The elephant in the room is the open source models aren't able to match up to OpenAI models, and it is qualitative, not quantitive.

For embeddings specifically, there are multiple open source models that outperform OpenAI’s best model (text-embedding-ada-002) that you can see on the MTEB Leaderboard [1]

> embedding-based approach will be cheaper and faster, but worse result than full text

I’m not sure results would be worse, I think it depends on the extent to which the models are able to ignore irrelevant context, which is a problem [2]. Using retrieval can come closer to providing only relevant context.

1. https://huggingface.co/spaces/mteb/leaderboard

2. https://arxiv.org/abs/2302.00093

> on the MTEB Leaderboard

The point isn't about leaderboard. With increasing context length, the question is on whether we need embeddings or not. With longer context length, embeddings is no longer a necessity, and it lowers its value.

For more trivial use cases, sure, but not for harder stuff like working with US law and precedent.

The US Code is on the order of tens of millions of tokens and I shudder to think how many billions of tokens make up all the judicial opinions that set or interpreted precedent.

OP is incorrect. Embeddings are still needed since (1) context windows can't contain all data and (2) data memorization and continuous retraining is not yet viable.
But the common use case of using a vector DB to pull in augmentation appears to now be handled by the Assistants API. I haven't dug into the details yet but it appears you can upload files and the contents will be used (likely with some sort of vector searching happening behind the scenes).
"yet"
It's also much slower. LLMs are generating text token at a time. That's not very good for search.

Pre-search tokenization however, probably a good fit for LLMs.
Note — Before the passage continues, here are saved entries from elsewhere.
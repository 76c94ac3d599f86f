//! Sync records: the unit of local persistence and remote push.

use crate::{
    error::Result, DeviceId, Error, LocalId, LocationSample, RemoteId, SequenceNumber, Timestamp,
    TransitionEvent,
};
use serde::{Deserialize, Serialize};

/// Lifecycle of a record relative to the remote store.
#[derive(Debug, Clone, Copy, PartialEq, Eq, Hash, Serialize, Deserialize)]
#[serde(rename_all = "lowercase")]
pub enum SyncState {
    /// Not yet acknowledged by the remote store
    Pending,
    /// Acknowledged; never re-sent
    Synced,
    /// Lost last-writer-wins to another device; not pushed
    Conflicted,
    /// Poisoned or rejected; isolated from the pipeline
    Failed,
}

impl SyncState {
    pub fn as_str(&self) -> &'static str {
        match self {
            Self::Pending => "pending",
            Self::Synced => "synced",
            Self::Conflicted => "conflicted",
            Self::Failed => "failed",
        }
    }

    pub fn parse(value: &str) -> Option<Self> {
        match value {
            "pending" => Some(Self::Pending),
            "synced" => Some(Self::Synced),
            "conflicted" => Some(Self::Conflicted),
            "failed" => Some(Self::Failed),
            _ => None,
        }
    }

    /// Whether the record no longer participates in pushing.
    pub fn is_resolved(&self) -> bool {
        !matches!(self, Self::Pending)
    }
}

impl std::fmt::Display for SyncState {
    fn fmt(&self, f: &mut std::fmt::Formatter<'_>) -> std::fmt::Result {
        f.write_str(self.as_str())
    }
}

/// What a record carries.
#[derive(Debug, Clone, PartialEq, Serialize, Deserialize)]
#[serde(tag = "type", content = "data", rename_all = "lowercase")]
pub enum RecordBody {
    Sample(LocationSample),
    Transition(TransitionEvent),
}

impl RecordBody {
    pub fn device_id(&self) -> &DeviceId {
        match self {
            RecordBody::Sample(s) => &s.device_id,
            RecordBody::Transition(t) => &t.device_id,
        }
    }

    pub fn kind(&self) -> &'static str {
        match self {
            RecordBody::Sample(_) => "sample",
            RecordBody::Transition(_) => "transition",
        }
    }

    pub fn as_transition(&self) -> Option<&TransitionEvent> {
        match self {
            RecordBody::Transition(t) => Some(t),
            RecordBody::Sample(_) => None,
        }
    }

    pub fn as_sample(&self) -> Option<&LocationSample> {
        match self {
            RecordBody::Sample(s) => Some(s),
            RecordBody::Transition(_) => None,
        }
    }
}

/// A sample or transition with its sync bookkeeping.
#[derive(Debug, Clone, PartialEq, Serialize, Deserialize)]
#[serde(rename_all = "camelCase")]
pub struct SyncRecord {
    pub local_id: LocalId,
    pub device_id: DeviceId,
    /// Per-device log position; equals the sample's sequence number
    pub sequence: SequenceNumber,
    pub body: RecordBody,
    /// Assigned by the remote store on acknowledgement
    pub remote_id: Option<RemoteId>,
    pub sync_state: SyncState,
    #[serde(default, skip_serializing_if = "Option::is_none")]
    pub failure_reason: Option<String>,
    /// When the record was appended locally (milliseconds since epoch)
    pub recorded_at: Timestamp,
}

impl SyncRecord {
    /// Create a new pending record.
    pub fn pending(
        local_id: LocalId,
        sequence: SequenceNumber,
        body: RecordBody,
        recorded_at: Timestamp,
    ) -> Self {
        Self {
            local_id,
            device_id: body.device_id().clone(),
            sequence,
            body,
            remote_id: None,
            sync_state: SyncState::Pending,
            failure_reason: None,
            recorded_at,
        }
    }

    pub fn is_pending(&self) -> bool {
        self.sync_state == SyncState::Pending
    }

    /// Pending → Synced. Happens exactly once.
    pub fn mark_synced(&mut self, remote_id: impl Into<RemoteId>) -> Result<()> {
        match self.sync_state {
            SyncState::Pending => {
                self.sync_state = SyncState::Synced;
                self.remote_id = Some(remote_id.into());
                Ok(())
            }
            SyncState::Synced => Err(Error::AlreadySynced(self.local_id)),
            other => Err(self.invalid(other, SyncState::Synced)),
        }
    }

    /// Pending → Failed.
    pub fn mark_failed(&mut self, reason: impl Into<String>) -> Result<()> {
        self.resolve(SyncState::Failed, reason.into())
    }

    /// Pending → Conflicted.
    pub fn mark_conflicted(&mut self, reason: impl Into<String>) -> Result<()> {
        self.resolve(SyncState::Conflicted, reason.into())
    }

    fn resolve(&mut self, to: SyncState, reason: String) -> Result<()> {
        if self.sync_state != SyncState::Pending {
            return Err(self.invalid(self.sync_state, to));
        }
        self.sync_state = to;
        self.failure_reason = Some(reason);
        Ok(())
    }

    fn invalid(&self, from: SyncState, to: SyncState) -> Error {
        Error::InvalidStateTransition {
            local_id: self.local_id,
            from: from.to_string(),
            to: to.to_string(),
        }
    }
}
There is not much info about retrieval/RAG in their docs at the moment - did you find any example on how is the retrieval supposed to work and how to give it access to a DB?
Checking hn and product hunt a few times a week gives you most of that awareness and I don’t need to remind you about the person behind hn ‘sama’ handle.
more startups should focus on foundation models, it's where the meat is. Ideally there won't be a need for any startup as the platform should be able to self-build whatever the customer wants.
We don't want Open AI to win everything.
Where is the part about embeddings?
There will be a lot of startups who rely on marketing aggressively to boomer-led companies who don't know what email is and hoping their assistant never types OpenAI into Google for them.